Sheffield Wedneday have problems on and off the pitch. Graham Lightfoot finds out where it has gone wrong
In 1992 Sheffield Wednesday were the third best team in England. The following season they reached two cup finals. The years since those comparatively heady days have been hard to bear for Wednesdayites. The club’s board has been accused of investing in the stadium at the expense of the team since the Sixties, but lately there has been a steady haemorrhaging of the club’s support. Wednesday have no money, little in the way of young players coming through and a playing staff who have yet to convince supp-orters that they care about playing in the blue and white.
Dave Richards, the current chairman of the Premier League, as well as Sheffield Wednesday, blames the club’s decline on Wednesday’s Italian imports. In a recent attack on them, after the 8-0 mauling at Newcastle, Richards said that the antics of Benito Carbone and Paolo di Canio were “killing us and killing the game”.
The fact that Di Canio, valued by Wednesday at £5 million, had to be sold for £1.7 million to rivals West Ham, coupled with the equally devastating likelihood that Carbone (also valued at £5 million) will walk away from the club at the end of the season on a Bosman free, means that Wednesday have effectively had to write off £8 million on two players – something they can ill afford to do.
For the fans, however, Carbone’s skills have illuminated a very dark period for the club. Like his compatriot Di Canio, Carbone has been idolised since arriving at Hillsborough. Accusations that he is a fly-by-night mercenary are ill judged, as Carbone has spent longer at Wednesday than at any other club in his career.
At the end of last season, Carbone indicated that he was happy to stay in Sheffield, if the club made him an offer he considered matched his reputation. During the close season, Wednesday announced that the player had turned down a contract worth £29,000 a week. Supporters found the amount offered harder to believe than the fact that Carbone had rejected it. The Wednesday board decided that off-loading Carbone to the highest bidder in the last year of his contract was their only alternative. Danny Wilson indicated that Carbone did not figure in his plans, which was seen merely as a move to provoke the Italian into leaving. Carbone stubbornly insisted he would see out his contract.
The final straw in the relationship between manager and player was the pre-match row at Southampton, when Carbone was named as a substitute for the game and duly flew home to Italy two hours before he should have done.
For many Wednesday fans, the thinking behind Wilson’s decision bordered on the surreal. Two terrible home defeats prior to this game had made it plain that Wednesday’s best hope lay with Carbone. The Southampton incident seemed also to be the watershed in Carbone’s relationship with the rest of the team, as players such as Petter Rudi and Kevin Pressman publicly condemned him for his actions.

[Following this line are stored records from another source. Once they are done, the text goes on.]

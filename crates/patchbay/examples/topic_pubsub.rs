//! Publishes a handful of messages through an in-process broker to two
//! subscribers.
//!
//! Usage:
//! ```sh
//! cargo run -p patchbay --example topic_pubsub
//! ```

use std::{error::Error, time::Duration};

use patchbay::{ClientConfig, EndpointConfig, TopicClient, TopicServer};

#[tokio::main]
async fn main() -> Result<(), Box<dyn Error>> {
    let broker = TopicServer::bind("127.0.0.1:0", EndpointConfig::default()).await?;
    let broker_addr = broker.local_addr().to_string();
    tokio::spawn(broker.serve());
    println!("broker on {broker_addr}");

    let publisher = TopicClient::connect(&broker_addr, ClientConfig::default()).await?;
    publisher.create("hello").await?;

    let mut subscribers = Vec::new();
    for name in ["x", "y"] {
        let subscriber = TopicClient::connect(&broker_addr, ClientConfig::default()).await?;
        subscriber
            .subscribe("hello", move |topic, payload| {
                println!("[{name}] {topic}: {payload}");
            })
            .await?;
        subscribers.push(subscriber);
    }

    for i in 0..5 {
        publisher.publish("hello", &format!("world{i}")).await?;
    }

    // Let the pushes drain before the process exits.
    tokio::time::sleep(Duration::from_millis(500)).await;
    Ok(())
}
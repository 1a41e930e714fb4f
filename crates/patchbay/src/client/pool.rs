//! Round-robin pool of provider addresses for one method.

use patchbay_wire::HostAddress;

/// Ordered provider list with a rotating cursor. Not internally locked; the
/// owning map's mutex serializes reads with add/remove.
#[derive(Default)]
pub(crate) struct HostPool {
    hosts: Vec<HostAddress>,
    cursor: usize,
}

impl HostPool {
    pub(crate) fn new(hosts: Vec<HostAddress>) -> Self {
        let mut pool = Self {
            hosts: Vec::new(),
            cursor: 0,
        };
        for host in hosts {
            pool.add(host);
        }
        pool
    }

    /// Next host in rotation; `None` when the pool is empty.
    pub(crate) fn next(&mut self) -> Option<HostAddress> {
        if self.hosts.is_empty() {
            return None;
        }
        let host = self.hosts[self.cursor % self.hosts.len()].clone();
        self.cursor = self.cursor.wrapping_add(1);
        Some(host)
    }

    /// Adds a host; an address already pooled is not duplicated, so a later
    /// removal leaves no stale entry behind.
    pub(crate) fn add(&mut self, host: HostAddress) {
        if !self.hosts.contains(&host) {
            self.hosts.push(host);
        }
    }

    /// Removes the first matching entry, scanning linearly.
    pub(crate) fn remove(&mut self, host: &HostAddress) -> bool {
        match self.hosts.iter().position(|candidate| candidate == host) {
            Some(index) => {
                self.hosts.remove(index);
                true
            }
            None => false,
        }
    }

    pub(crate) fn contains(&self, host: &HostAddress) -> bool {
        self.hosts.contains(host)
    }

    pub(crate) fn is_empty(&self) -> bool {
        self.hosts.is_empty()
    }
}
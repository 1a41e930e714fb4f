//! Server facades: one per role, each wiring a dispatcher, the role's state
//! machine, and the close path onto a listening endpoint.

use std::net::SocketAddr;
use std::sync::Arc;

use patchbay_wire::{HostAddress, RpcRequest};
use tracing::info;

use crate::broker::PsManager;
use crate::client::RegistryClient;
use crate::config::{ClientConfig, EndpointConfig};
use crate::dispatch::Dispatcher;
use crate::error::PatchbayError;
use crate::net::{Connection, Endpoint};
use crate::registry::PdManager;
use crate::router::{Router, ServiceDescriptor};

struct RegistryBinding {
    client: RegistryClient,
    advertised: HostAddress,
}

/// Serves RPC methods. Optionally announces every registered method to a
/// registry, advertising a configured reachable host.
pub struct RpcServer {
    endpoint: Endpoint,
    router: Arc<Router>,
    registry: Option<RegistryBinding>,
}

impl RpcServer {
    pub async fn bind(addr: &str, config: EndpointConfig) -> Result<Self, PatchbayError> {
        let router = Arc::new(Router::new());
        let dispatcher = Arc::new(Dispatcher::new());
        {
            let router = router.clone();
            dispatcher.register(move |conn: &Arc<Connection>, req: RpcRequest| {
                router.on_request(conn, req);
            });
        }
        let endpoint = Endpoint::bind(addr, dispatcher, Vec::new(), &config).await?;
        info!(addr = %endpoint.local_addr(), "rpc server listening");
        Ok(Self {
            endpoint,
            router,
            registry: None,
        })
    }

    /// Connects to the registry at `registry_addr`; methods registered from
    /// here on are announced there with `advertised` as this server's
    /// reachable endpoint.
    pub async fn with_registry(
        mut self,
        registry_addr: &str,
        advertised: HostAddress,
        config: ClientConfig,
    ) -> Result<Self, PatchbayError> {
        let client = RegistryClient::connect(registry_addr, config).await?;
        self.registry = Some(RegistryBinding { client, advertised });
        Ok(self)
    }

    /// Publishes a method locally and, when a registry is attached, announces
    /// it there first.
    pub async fn register(&self, descriptor: ServiceDescriptor) -> Result<(), PatchbayError> {
        if let Some(binding) = &self.registry {
            binding
                .client
                .register_service(descriptor.method(), &binding.advertised)
                .await?;
        }
        self.router.register(descriptor)
    }

    pub fn local_addr(&self) -> SocketAddr {
        self.endpoint.local_addr()
    }

    /// Runs the accept loop. Keeps the registry connection alive for as long
    /// as the server serves, so its registrations stay online.
    pub async fn serve(self) -> Result<(), PatchbayError> {
        self.endpoint.serve().await
    }
}

/// The registry: tracks providers and discoverers and fans out
/// online/offline notifications.
pub struct RegistryServer {
    endpoint: Endpoint,
}

impl RegistryServer {
    pub async fn bind(addr: &str, config: EndpointConfig) -> Result<Self, PatchbayError> {
        let manager = Arc::new(PdManager::new());
        let dispatcher = Arc::new(Dispatcher::new());
        manager.attach(&dispatcher);
        let endpoint =
            Endpoint::bind(addr, dispatcher, vec![manager.close_hook()], &config).await?;
        info!(addr = %endpoint.local_addr(), "registry listening");
        Ok(Self { endpoint })
    }

    pub fn local_addr(&self) -> SocketAddr {
        self.endpoint.local_addr()
    }

    pub async fn serve(self) -> Result<(), PatchbayError> {
        self.endpoint.serve().await
    }
}

/// The topic broker.
pub struct TopicServer {
    endpoint: Endpoint,
}

impl TopicServer {
    pub async fn bind(addr: &str, config: EndpointConfig) -> Result<Self, PatchbayError> {
        let broker = Arc::new(PsManager::new());
        let dispatcher = Arc::new(Dispatcher::new());
        broker.attach(&dispatcher);
        let endpoint = Endpoint::bind(addr, dispatcher, vec![broker.close_hook()], &config).await?;
        info!(addr = %endpoint.local_addr(), "topic broker listening");
        Ok(Self { endpoint })
    }

    pub fn local_addr(&self) -> SocketAddr {
        self.endpoint.local_addr()
    }

    pub async fn serve(self) -> Result<(), PatchbayError> {
        self.endpoint.serve().await
    }
}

The player’s agent apologised for his client and the club fined the player £32,000, two weeks’ wages, declaring that they saw this as an end to the matter. However, for Wilson this was clearly not the case. Expecting a personal apology, not only to himself but to the rest of the team, he banished Carbone to train with the reserves. With the two not on speaking terms prior to the game against Everton on September 11, Carbone received a mixed reception from supporters when he finally came off the bench.
As long as Wilson remains in charge – and, barring a financial miracle, he is likely to – Carbone is set for a miserable last season at Hillsborough. Sadly, so too are the supporters of Sheffield Wednesday.